__Task details__:
Among the lines of the records, please find those that contain the word "actions" and copy them.

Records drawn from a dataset

****************

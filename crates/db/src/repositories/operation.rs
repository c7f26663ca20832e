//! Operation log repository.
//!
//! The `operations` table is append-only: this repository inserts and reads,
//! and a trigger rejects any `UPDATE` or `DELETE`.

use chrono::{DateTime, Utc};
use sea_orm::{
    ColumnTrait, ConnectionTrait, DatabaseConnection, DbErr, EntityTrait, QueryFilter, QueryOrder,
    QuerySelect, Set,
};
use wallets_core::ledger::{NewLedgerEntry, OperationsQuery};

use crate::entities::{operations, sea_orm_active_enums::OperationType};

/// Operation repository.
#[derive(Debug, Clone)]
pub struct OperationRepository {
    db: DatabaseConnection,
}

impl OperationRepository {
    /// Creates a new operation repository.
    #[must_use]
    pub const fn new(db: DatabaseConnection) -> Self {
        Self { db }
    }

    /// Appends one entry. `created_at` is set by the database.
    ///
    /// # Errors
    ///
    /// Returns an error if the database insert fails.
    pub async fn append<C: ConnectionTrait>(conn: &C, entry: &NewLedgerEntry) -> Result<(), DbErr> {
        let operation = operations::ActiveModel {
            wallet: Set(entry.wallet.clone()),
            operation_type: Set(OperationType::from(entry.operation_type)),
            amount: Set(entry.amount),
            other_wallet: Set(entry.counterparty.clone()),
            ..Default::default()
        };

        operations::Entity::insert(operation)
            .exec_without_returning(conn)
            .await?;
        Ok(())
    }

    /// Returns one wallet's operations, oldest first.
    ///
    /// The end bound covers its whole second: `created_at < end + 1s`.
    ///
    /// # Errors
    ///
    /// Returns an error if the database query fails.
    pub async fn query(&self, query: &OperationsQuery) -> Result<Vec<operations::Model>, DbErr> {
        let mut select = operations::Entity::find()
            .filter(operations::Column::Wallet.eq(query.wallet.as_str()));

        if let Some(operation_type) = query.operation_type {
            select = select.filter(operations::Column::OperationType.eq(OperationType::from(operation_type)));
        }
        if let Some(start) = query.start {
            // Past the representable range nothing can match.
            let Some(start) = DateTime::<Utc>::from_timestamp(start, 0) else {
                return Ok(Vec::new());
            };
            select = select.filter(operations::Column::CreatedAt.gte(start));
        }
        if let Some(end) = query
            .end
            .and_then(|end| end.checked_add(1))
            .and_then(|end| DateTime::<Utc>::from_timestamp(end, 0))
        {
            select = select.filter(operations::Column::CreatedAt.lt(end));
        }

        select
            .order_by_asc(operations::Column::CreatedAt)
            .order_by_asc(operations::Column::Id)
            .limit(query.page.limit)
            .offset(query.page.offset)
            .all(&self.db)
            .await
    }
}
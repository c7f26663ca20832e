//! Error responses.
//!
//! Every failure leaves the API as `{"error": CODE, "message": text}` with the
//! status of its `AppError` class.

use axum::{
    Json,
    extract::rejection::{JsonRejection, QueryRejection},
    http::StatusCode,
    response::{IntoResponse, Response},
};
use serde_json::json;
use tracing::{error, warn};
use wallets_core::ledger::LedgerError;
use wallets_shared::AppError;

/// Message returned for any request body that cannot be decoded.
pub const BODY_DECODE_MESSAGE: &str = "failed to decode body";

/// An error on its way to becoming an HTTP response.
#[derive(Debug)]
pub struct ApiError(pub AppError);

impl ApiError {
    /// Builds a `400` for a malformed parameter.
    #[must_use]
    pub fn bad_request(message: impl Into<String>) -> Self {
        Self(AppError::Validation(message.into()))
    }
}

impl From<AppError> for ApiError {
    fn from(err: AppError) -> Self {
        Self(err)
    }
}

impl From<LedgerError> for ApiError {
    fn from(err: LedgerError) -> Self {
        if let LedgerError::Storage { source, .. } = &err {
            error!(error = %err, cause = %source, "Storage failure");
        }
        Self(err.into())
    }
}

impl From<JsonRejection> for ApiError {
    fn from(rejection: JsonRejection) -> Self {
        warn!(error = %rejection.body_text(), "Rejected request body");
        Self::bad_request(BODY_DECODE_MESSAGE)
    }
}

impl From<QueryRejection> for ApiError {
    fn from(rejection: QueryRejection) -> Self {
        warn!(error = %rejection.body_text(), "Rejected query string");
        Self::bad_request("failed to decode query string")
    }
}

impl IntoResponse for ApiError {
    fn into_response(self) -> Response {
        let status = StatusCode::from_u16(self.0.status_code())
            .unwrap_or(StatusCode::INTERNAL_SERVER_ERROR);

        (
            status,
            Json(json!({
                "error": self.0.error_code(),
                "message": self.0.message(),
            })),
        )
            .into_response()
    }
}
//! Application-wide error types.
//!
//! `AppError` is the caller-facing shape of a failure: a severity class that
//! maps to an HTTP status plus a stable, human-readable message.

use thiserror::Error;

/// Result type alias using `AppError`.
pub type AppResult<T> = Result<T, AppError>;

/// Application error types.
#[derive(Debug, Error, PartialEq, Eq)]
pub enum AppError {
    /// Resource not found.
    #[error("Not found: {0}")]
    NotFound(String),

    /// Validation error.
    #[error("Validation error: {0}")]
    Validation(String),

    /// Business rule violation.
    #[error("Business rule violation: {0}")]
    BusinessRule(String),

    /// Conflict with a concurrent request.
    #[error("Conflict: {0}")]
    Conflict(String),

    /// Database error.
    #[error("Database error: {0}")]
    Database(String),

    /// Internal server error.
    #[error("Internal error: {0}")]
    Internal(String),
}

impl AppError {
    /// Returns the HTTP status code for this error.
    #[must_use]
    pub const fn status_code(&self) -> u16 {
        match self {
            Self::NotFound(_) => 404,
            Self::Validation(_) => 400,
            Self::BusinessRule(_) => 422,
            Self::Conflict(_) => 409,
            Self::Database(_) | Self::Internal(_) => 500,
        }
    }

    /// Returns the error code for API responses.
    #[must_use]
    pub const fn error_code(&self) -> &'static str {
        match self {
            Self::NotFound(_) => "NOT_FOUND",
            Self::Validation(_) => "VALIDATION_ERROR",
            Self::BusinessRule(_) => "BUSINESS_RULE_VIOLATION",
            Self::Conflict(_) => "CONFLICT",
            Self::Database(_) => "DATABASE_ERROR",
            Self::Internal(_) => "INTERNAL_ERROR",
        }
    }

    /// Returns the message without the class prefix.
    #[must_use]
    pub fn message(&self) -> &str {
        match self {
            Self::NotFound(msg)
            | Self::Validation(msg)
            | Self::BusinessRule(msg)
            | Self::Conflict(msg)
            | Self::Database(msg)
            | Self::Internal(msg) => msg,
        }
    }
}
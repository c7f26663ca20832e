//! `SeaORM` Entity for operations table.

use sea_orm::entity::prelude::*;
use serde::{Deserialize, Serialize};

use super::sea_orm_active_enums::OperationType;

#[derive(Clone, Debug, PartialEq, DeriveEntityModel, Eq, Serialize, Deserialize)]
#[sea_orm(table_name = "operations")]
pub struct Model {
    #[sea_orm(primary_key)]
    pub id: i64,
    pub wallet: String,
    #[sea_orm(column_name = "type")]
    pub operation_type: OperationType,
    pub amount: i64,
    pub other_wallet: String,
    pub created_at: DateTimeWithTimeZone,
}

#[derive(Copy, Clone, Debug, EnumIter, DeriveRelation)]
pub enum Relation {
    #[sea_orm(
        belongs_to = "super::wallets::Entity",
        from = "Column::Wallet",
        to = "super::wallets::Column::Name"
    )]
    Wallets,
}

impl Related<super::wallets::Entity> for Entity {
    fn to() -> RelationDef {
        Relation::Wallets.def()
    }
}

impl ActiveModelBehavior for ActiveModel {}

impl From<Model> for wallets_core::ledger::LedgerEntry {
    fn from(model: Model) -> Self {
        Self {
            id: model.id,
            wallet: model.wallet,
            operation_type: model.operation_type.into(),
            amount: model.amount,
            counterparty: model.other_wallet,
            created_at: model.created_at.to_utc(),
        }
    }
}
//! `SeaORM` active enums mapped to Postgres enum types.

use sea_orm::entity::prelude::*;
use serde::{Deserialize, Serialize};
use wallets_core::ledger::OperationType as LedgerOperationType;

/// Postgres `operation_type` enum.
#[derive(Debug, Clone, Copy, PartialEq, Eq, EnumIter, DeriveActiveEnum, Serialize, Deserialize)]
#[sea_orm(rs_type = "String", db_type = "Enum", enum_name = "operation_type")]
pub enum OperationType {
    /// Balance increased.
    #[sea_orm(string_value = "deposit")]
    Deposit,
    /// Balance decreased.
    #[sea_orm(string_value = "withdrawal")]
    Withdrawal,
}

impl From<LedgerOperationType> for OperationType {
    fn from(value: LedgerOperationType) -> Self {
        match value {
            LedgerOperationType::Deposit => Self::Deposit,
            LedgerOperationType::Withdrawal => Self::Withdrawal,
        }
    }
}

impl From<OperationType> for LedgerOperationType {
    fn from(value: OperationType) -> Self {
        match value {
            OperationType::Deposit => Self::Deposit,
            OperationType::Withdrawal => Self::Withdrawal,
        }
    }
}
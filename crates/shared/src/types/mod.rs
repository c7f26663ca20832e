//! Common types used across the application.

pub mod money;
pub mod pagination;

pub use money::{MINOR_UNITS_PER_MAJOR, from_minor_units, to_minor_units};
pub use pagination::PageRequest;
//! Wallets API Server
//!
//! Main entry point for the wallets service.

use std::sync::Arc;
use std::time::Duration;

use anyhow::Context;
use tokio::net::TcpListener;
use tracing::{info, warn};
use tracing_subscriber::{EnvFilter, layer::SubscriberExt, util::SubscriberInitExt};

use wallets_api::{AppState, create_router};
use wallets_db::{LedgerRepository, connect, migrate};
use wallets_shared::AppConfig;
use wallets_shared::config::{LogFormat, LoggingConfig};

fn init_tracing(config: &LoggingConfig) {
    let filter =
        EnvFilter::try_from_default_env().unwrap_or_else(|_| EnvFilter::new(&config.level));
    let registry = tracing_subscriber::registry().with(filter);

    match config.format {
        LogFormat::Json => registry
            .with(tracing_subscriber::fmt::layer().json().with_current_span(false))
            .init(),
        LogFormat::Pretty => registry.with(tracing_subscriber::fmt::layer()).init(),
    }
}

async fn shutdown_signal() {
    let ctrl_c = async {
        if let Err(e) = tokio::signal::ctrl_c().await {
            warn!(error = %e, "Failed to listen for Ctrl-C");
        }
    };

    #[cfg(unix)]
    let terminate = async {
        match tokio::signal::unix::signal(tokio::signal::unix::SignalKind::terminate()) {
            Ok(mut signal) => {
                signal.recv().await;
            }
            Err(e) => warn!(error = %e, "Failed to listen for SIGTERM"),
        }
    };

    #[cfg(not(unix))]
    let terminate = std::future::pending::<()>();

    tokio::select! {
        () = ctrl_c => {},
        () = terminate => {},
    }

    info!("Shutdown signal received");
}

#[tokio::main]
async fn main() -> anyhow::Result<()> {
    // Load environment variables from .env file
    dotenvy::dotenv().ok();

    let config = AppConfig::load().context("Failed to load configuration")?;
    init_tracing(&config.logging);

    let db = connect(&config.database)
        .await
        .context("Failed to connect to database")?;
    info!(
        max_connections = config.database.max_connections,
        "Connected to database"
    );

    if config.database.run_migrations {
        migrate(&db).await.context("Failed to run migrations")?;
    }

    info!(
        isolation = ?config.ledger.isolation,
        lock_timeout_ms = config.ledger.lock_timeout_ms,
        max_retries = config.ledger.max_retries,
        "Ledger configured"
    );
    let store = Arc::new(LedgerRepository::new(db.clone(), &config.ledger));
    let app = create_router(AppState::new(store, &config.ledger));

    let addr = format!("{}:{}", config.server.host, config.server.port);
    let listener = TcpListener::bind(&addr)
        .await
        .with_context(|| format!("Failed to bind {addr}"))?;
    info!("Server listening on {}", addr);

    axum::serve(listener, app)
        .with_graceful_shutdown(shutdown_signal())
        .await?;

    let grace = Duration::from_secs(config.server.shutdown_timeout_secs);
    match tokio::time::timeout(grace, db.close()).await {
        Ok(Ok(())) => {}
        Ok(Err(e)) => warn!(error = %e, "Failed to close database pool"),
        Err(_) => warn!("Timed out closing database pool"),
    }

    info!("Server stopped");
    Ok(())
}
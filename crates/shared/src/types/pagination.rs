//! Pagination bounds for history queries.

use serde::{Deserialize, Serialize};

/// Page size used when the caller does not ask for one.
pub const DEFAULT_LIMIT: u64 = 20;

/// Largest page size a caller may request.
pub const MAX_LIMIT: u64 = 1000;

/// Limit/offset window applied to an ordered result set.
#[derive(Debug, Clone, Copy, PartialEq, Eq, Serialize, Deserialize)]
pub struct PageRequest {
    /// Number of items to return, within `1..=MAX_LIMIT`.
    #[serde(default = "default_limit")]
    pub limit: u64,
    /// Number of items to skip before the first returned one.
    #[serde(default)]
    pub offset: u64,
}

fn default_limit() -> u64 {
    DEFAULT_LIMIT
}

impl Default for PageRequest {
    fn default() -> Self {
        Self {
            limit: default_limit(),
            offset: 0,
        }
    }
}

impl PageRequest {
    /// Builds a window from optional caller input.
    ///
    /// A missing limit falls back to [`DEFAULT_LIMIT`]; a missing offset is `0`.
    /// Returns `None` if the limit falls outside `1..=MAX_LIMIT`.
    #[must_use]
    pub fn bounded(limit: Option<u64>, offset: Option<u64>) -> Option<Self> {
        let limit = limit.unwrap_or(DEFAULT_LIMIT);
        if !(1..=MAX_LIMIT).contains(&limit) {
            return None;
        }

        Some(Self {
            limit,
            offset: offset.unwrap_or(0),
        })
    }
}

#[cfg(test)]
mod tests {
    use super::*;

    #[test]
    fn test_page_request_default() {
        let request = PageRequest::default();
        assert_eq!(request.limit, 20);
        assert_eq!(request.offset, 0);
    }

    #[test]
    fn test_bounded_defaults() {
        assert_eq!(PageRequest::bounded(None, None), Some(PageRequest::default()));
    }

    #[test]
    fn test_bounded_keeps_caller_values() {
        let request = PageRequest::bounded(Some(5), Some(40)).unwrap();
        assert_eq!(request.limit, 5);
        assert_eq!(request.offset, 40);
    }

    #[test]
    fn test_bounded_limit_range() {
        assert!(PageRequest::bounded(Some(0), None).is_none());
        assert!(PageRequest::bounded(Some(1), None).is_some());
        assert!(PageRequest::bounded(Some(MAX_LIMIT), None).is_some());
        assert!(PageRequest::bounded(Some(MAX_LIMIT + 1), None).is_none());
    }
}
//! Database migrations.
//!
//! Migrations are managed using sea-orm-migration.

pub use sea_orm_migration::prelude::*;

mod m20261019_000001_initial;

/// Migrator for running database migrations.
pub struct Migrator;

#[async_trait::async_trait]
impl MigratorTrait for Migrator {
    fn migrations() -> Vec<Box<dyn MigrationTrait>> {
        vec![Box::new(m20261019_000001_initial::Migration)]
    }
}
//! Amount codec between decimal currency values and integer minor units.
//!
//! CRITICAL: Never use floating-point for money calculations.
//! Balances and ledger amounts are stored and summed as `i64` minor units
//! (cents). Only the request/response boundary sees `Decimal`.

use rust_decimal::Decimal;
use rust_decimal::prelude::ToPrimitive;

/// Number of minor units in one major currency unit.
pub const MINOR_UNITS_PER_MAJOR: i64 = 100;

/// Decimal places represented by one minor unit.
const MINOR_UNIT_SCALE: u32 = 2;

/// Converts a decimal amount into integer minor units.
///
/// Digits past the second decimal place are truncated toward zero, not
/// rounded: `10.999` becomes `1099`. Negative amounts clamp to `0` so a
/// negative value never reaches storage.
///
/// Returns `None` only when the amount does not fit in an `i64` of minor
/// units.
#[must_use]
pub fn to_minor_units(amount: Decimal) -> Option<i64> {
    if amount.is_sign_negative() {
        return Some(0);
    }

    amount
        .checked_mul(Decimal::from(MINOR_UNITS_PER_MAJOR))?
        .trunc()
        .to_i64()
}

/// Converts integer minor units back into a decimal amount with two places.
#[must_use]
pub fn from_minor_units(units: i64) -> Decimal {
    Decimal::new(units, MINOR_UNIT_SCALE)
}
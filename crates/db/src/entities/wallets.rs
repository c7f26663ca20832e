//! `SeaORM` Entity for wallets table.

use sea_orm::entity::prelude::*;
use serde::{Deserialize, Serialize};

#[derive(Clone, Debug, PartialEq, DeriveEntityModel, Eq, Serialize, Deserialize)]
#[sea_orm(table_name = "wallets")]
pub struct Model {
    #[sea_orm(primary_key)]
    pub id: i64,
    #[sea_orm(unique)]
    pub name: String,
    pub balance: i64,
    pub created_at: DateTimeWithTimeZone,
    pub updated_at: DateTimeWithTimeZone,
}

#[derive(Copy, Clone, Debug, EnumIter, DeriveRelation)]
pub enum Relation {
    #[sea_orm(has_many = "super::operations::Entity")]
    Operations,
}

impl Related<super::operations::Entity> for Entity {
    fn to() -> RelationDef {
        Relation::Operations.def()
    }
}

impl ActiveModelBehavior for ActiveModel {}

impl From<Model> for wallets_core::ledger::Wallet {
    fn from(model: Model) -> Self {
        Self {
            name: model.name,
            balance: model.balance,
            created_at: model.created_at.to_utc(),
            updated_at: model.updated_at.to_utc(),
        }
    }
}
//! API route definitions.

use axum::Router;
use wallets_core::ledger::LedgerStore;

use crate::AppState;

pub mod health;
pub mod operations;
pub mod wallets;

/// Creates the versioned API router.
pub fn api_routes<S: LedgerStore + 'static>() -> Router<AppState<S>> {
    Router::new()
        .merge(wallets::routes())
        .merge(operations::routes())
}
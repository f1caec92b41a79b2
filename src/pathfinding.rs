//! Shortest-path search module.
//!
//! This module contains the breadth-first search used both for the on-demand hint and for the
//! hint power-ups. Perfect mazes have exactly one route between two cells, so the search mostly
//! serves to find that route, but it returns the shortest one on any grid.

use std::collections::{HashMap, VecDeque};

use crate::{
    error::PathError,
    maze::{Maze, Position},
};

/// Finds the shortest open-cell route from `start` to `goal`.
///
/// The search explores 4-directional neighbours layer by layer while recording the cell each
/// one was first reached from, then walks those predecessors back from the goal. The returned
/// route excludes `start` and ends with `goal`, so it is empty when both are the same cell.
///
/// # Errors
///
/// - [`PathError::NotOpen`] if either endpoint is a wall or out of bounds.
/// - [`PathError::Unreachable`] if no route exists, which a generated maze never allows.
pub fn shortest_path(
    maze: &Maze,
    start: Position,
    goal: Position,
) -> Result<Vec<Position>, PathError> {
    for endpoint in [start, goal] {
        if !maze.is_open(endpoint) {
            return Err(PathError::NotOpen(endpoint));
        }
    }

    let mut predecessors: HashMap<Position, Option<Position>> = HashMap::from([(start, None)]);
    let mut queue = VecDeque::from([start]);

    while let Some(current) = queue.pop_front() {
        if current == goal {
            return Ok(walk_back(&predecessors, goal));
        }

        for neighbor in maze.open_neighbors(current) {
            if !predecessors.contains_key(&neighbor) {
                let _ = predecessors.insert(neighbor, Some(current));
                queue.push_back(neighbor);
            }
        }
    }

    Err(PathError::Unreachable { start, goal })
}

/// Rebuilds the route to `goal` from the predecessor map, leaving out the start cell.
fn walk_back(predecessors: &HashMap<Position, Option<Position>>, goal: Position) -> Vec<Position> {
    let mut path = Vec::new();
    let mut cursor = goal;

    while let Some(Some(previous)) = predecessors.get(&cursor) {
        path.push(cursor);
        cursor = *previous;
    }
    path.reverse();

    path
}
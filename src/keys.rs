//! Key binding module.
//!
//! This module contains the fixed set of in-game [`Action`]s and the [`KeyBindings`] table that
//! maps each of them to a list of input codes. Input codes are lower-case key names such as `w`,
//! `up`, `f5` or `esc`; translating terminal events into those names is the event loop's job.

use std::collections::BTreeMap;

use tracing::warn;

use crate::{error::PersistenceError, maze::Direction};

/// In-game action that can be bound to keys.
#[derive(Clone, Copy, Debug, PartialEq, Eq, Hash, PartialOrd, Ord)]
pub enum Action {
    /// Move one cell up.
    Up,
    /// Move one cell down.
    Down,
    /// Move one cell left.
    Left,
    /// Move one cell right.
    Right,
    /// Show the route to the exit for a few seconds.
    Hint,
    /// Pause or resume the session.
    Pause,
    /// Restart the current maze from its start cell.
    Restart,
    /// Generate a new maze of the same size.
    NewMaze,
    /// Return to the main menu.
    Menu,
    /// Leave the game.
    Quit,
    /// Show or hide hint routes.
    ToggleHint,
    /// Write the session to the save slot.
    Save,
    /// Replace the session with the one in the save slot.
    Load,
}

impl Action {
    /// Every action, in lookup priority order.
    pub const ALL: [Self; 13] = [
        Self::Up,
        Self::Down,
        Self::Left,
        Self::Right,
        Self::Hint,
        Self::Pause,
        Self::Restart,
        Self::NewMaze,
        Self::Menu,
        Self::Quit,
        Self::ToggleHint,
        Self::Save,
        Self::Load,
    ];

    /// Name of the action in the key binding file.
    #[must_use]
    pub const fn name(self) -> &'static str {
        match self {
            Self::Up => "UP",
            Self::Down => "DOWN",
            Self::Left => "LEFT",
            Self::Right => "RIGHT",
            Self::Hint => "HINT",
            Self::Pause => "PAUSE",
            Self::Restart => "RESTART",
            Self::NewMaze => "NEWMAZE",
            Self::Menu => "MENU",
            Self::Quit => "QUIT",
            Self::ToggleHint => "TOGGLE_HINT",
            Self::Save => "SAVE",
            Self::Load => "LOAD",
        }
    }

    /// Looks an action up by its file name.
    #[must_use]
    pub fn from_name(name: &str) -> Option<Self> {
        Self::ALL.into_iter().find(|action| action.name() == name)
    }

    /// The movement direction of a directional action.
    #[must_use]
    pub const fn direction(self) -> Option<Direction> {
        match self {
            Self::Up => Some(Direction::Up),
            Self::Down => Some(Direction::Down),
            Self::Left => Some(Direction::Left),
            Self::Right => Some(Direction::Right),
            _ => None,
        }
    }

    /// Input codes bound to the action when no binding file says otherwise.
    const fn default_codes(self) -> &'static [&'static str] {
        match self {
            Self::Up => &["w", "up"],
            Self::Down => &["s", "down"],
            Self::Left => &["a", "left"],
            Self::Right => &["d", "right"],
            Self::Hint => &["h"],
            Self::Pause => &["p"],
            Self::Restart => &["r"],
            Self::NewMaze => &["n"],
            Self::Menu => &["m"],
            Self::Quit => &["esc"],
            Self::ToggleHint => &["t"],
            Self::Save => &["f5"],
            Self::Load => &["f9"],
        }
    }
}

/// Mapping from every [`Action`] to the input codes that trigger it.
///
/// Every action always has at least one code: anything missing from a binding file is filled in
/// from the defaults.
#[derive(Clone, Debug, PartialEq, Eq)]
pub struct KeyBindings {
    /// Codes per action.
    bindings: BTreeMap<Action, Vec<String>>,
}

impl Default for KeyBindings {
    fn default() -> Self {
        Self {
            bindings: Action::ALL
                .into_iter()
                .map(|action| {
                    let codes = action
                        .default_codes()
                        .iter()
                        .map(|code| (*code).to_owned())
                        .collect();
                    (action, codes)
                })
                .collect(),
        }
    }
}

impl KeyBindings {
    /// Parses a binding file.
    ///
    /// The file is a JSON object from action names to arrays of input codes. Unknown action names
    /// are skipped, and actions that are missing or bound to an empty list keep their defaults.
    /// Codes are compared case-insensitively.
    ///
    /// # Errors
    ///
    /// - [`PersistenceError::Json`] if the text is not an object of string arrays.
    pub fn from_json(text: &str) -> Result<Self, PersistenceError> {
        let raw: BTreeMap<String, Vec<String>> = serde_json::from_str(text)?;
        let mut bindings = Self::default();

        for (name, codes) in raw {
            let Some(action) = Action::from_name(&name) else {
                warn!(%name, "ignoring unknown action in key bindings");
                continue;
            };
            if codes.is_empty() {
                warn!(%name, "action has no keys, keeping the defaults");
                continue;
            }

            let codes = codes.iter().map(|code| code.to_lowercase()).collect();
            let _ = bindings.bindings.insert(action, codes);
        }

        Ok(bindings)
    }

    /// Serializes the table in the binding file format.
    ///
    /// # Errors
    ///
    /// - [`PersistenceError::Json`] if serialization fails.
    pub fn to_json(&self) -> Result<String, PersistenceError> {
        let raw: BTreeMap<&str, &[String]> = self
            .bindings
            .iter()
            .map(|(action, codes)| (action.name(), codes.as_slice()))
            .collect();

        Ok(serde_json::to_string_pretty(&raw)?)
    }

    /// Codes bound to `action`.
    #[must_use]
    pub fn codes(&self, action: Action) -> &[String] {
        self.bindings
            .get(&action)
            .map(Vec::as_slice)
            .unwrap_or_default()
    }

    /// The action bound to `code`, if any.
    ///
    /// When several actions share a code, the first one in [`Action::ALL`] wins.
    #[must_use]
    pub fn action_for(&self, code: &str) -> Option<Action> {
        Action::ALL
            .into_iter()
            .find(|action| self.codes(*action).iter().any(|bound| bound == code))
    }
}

****************

__Result for this task__:
    /// are skipped, and actions that are missing or bound to an empty list keep their defaults.
    /// When several actions share a code, the first one in [`Action::ALL`] wins.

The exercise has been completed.